Mon Jul 6 15:42:37 EDT 2020

On Mon, Jul 06, 2020 at 09:23:26PM +0200, Marco Elver wrote:
> On Mon, 6 Jul 2020 at 20:35, Will Deacon <will at kernel.org> wrote:
> > On Mon, Jul 06, 2020 at 05:00:23PM +0100, Dave Martin wrote:
> > > On Thu, Jul 02, 2020 at 08:23:02AM +0100, Will Deacon wrote:
> > > > On Wed, Jul 01, 2020 at 06:07:25PM +0100, Dave P Martin wrote:
> > > > > Also, can you illustrate code that can only be unsafe with Clang LTO?
> > > >
> > > > I don't have a concrete example, but it's an ongoing concern over on the LTO
> > > > thread [1], so I cooked this to show one way we could deal with it. The main
> > > > concern is that the whole-program optimisations enabled by LTO may allow the
> > > > compiler to enumerate possible values for a pointer at link time and replace
> > > > an address dependency between two loads with a control dependency instead,
> > > > defeating the dependency ordering within the CPU.
> > >
> > > Why can't that happen without LTO?
> >
> > It could, but I'd argue that it's considerably less likely because there
> > is less information available to the compiler to perform these sorts of
> > optimisations.
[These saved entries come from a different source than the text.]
use geo::BoundingRect;
use geo_types::{MultiPoint, Rect};
use serde::{Deserialize, Serialize};

use crate::core::constants::MAX_VALID_LATITUDE;

/// Wraps `n` into the half-open range `(min, max]`.
pub fn wrap(n: f64, min: f64, max: f64) -> f64 {
    let d = max - min;
    let w = ((n - min) % d + d) % d + min;
    if w == min {
        max
    } else {
        w
    }
}

/// Linear interpolation between `a` and `b`.
pub fn interpolate(a: f64, b: f64, t: f64) -> f64 {
    a * (1.0 - t) + b * t
}

/// Represents a geographical coordinate with latitude and longitude
#[derive(Debug, Clone, Copy, PartialEq, Serialize, Deserialize)]
pub struct LatLng {
    pub lat: f64,
    pub lng: f64,
}

impl LatLng {
    /// Creates a new LatLng coordinate
    pub fn new(lat: f64, lng: f64) -> Self {
        Self { lat, lng }
    }

    /// Validates that the coordinates are within valid ranges
    pub fn is_valid(&self) -> bool {
        self.lat >= -90.0 && self.lat <= 90.0 && self.lng.is_finite()
    }

    /// Wraps longitude to (-180, 180]
    pub fn wrap_lng(lng: f64) -> f64 {
        wrap(lng, -180.0, 180.0)
    }

    /// Returns a copy with the longitude wrapped into (-180, 180]
    pub fn wrapped(&self) -> LatLng {
        LatLng::new(self.lat, Self::wrap_lng(self.lng))
    }

    /// Clamps latitude to the range Web Mercator can represent
    pub fn clamp_lat(lat: f64) -> f64 {
        lat.clamp(-MAX_VALID_LATITUDE, MAX_VALID_LATITUDE)
    }
}

impl Default for LatLng {
    fn default() -> Self {
        Self::new(0.0, 0.0)
    }
}

/// Represents a point in screen, world-pixel or tile-local coordinates
#[derive(Debug, Clone, Copy, PartialEq, Serialize, Deserialize)]
pub struct Point {
    pub x: f64,
    pub y: f64,
}

impl Point {
    pub fn new(x: f64, y: f64) -> Self {
        Self { x, y }
    }

    pub fn add(&self, other: &Point) -> Point {
        Point::new(self.x + other.x, self.y + other.y)
    }

    pub fn subtract(&self, other: &Point) -> Point {
        Point::new(self.x - other.x, self.y - other.y)
    }

    pub fn multiply(&self, scalar: f64) -> Point {
        Point::new(self.x * scalar, self.y * scalar)
    }

    pub fn distance_to(&self, other: &Point) -> f64 {
        let dx = self.x - other.x;
        let dy = self.y - other.y;
        (dx * dx + dy * dy).sqrt()
    }

    /// Rotates around the origin by `angle` radians
    pub fn rotate(&self, angle: f64) -> Point {
        let (sin, cos) = angle.sin_cos();
        Point::new(cos * self.x - sin * self.y, sin * self.x + cos * self.y)
    }
}

impl Default for Point {
    fn default() -> Self {
        Self::new(0.0, 0.0)
    }
}

/// Position in tile space: `column`/`row` are measured in tiles at `zoom`.
#[derive(Debug, Clone, Copy, PartialEq, Serialize, Deserialize)]
pub struct Coordinate {
    pub column: f64,
    pub row: f64,
    pub zoom: f64,
}

impl Coordinate {
    pub fn new(column: f64, row: f64, zoom: f64) -> Self {
        Self { column, row, zoom }
    }

    /// Rescales the coordinate into the tile units of another zoom level.
    pub fn zoom_to(&self, zoom: f64) -> Coordinate {
        let scale = 2_f64.powf(zoom - self.zoom);
        Coordinate::new(self.column * scale, self.row * scale, zoom)
    }

    /// Component-wise difference; `other` is first rescaled to this zoom.
    pub fn sub(&self, other: &Coordinate) -> Coordinate {
        let other = other.zoom_to(self.zoom);
        Coordinate::new(self.column - other.column, self.row - other.row, self.zoom)
    }

    /// Component-wise sum; `other` is first rescaled to this zoom.
    pub fn add(&self, other: &Coordinate) -> Coordinate {
        let other = other.zoom_to(self.zoom);
        Coordinate::new(self.column + other.column, self.row + other.row, self.zoom)
    }
}

/// Axis-aligned envelope of a set of points, `None` when the set is empty.
pub fn envelope<I>(points: I) -> Option<Rect<f64>>
where
    I: IntoIterator<Item = (f64, f64)>,
{
    let points: MultiPoint<f64> = points.into_iter().collect::<Vec<_>>().into();
    points.bounding_rect()
}

/// Represents a bounding box of geographical coordinates
#[derive(Debug, Clone, PartialEq, Serialize, Deserialize)]
pub struct LatLngBounds {
    pub south_west: LatLng,
    pub north_east: LatLng,
}

impl LatLngBounds {
    pub fn new(south_west: LatLng, north_east: LatLng) -> Self {
        Self {
            south_west,
            north_east,
        }
    }

    /// Creates bounds from individual coordinates
    pub fn from_coords(south: f64, west: f64, north: f64, east: f64) -> Self {
        Self::new(LatLng::new(south, west), LatLng::new(north, east))
    }

    pub fn west(&self) -> f64 {
        self.south_west.lng
    }

    pub fn east(&self) -> f64 {
        self.north_east.lng
    }

    pub fn south(&self) -> f64 {
        self.south_west.lat
    }

    pub fn north(&self) -> f64 {
        self.north_east.lat
    }

    /// Checks if the bounds contain a point
    pub fn contains(&self, point: &LatLng) -> bool {
        point.lat >= self.south_west.lat
            && point.lat <= self.north_east.lat
            && point.lng >= self.south_west.lng
            && point.lng <= self.north_east.lng
    }

    /// Extends the bounds to include a point
    pub fn extend(&mut self, point: &LatLng) {
        self.south_west.lat = self.south_west.lat.min(point.lat);
        self.south_west.lng = self.south_west.lng.min(point.lng);
        self.north_east.lat = self.north_east.lat.max(point.lat);
        self.north_east.lng = self.north_east.lng.max(point.lng);
    }

    /// Smallest bounds containing every given location
    pub fn from_points(points: &[LatLng]) -> Option<Self> {
        let (first, rest) = points.split_first()?;
        let mut bounds = LatLngBounds::new(*first, *first);
        for point in rest {
            bounds.extend(point);
        }
        Some(bounds)
    }

    /// Gets the center point of the bounds
    pub fn center(&self) -> LatLng {
        LatLng::new(
            (self.south_west.lat + self.north_east.lat) / 2.0,
            (self.south_west.lng + self.north_east.lng) / 2.0,
        )
    }
}
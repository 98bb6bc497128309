//! # sockit server
//!
//! Websocket front end for the sockit room mesh.
//!
//! ## Usage
//!
//! ```bash
//! # Run with default settings (or ./sockit.toml if present)
//! sockit
//!
//! # Run with a specific config file
//! sockit /path/to/sockit.toml
//!
//! # Override individual settings
//! SOCKIT__PORT=9000 SOCKIT__MESH__NAME=chess sockit
//! ```

mod config;
mod handlers;
mod metrics;

use anyhow::Result;
use tracing_subscriber::{layer::SubscriberExt, util::SubscriberInitExt};

#[tokio::main]
async fn main() -> Result<()> {
    tracing_subscriber::registry()
        .with(
            tracing_subscriber::EnvFilter::try_from_default_env()
                .unwrap_or_else(|_| "sockit=debug,tower_http=debug".into()),
        )
        .with(tracing_subscriber::fmt::layer())
        .init();

    let config = match std::env::args().nth(1) {
        Some(path) => config::Config::from_file(path)?,
        None => config::Config::load()?,
    };

    tracing::info!(
        mesh = %config.mesh.name,
        "Starting sockit server on {}:{}",
        config.host,
        config.port
    );

    metrics::init_metrics();

    handlers::run_server(config).await?;

    Ok(())
}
It also doesn't appear to be happening in practice.
> >
> > The current state of affairs is that, if/when we catch the compiler
> > performing harmful optimistations, we look for a way to disable them.
> > However, there are good reasons to enable LTO, so this is one way to
> > do that without having to worry about the potential impact on dependency
> > ordering.
> 
> If it's of any help, I'll see if we can implement that warning in LLVM
> if data dependencies somehow disappear (although I don't have any
> cycles to pursue right now myself). Until then, short of manual
> inspection or encountering a bug in the wild, there is no proof any of
> this happens or doesn't happen.
> 
> Also, as some anecdotal evidence it's extremely unlikely, even with
> LTO: looking at the passes that LLVM runs, there are a number of
> passes that seem to want to eliminate basic blocks, thereby getting
> rid of branches. Intuitively, it makes sense, because branches are
> expensive on most architectures (for GPU targets, I think it tries
> even harder to get rid of branches). If we extend our reasoning and
> assumptions of LTO's aggressiveness in that direction, we might
> actually end up with fewer branches. That might be beneficial for the
> data dependencies we worry about (but not so much for control
> dependencies we want to keep). Still, no point in speculating (no pun
> intended) until we have hard data what actually happens. :-)

Anything along these lines would be very welcome!!!

							Thanx, Paul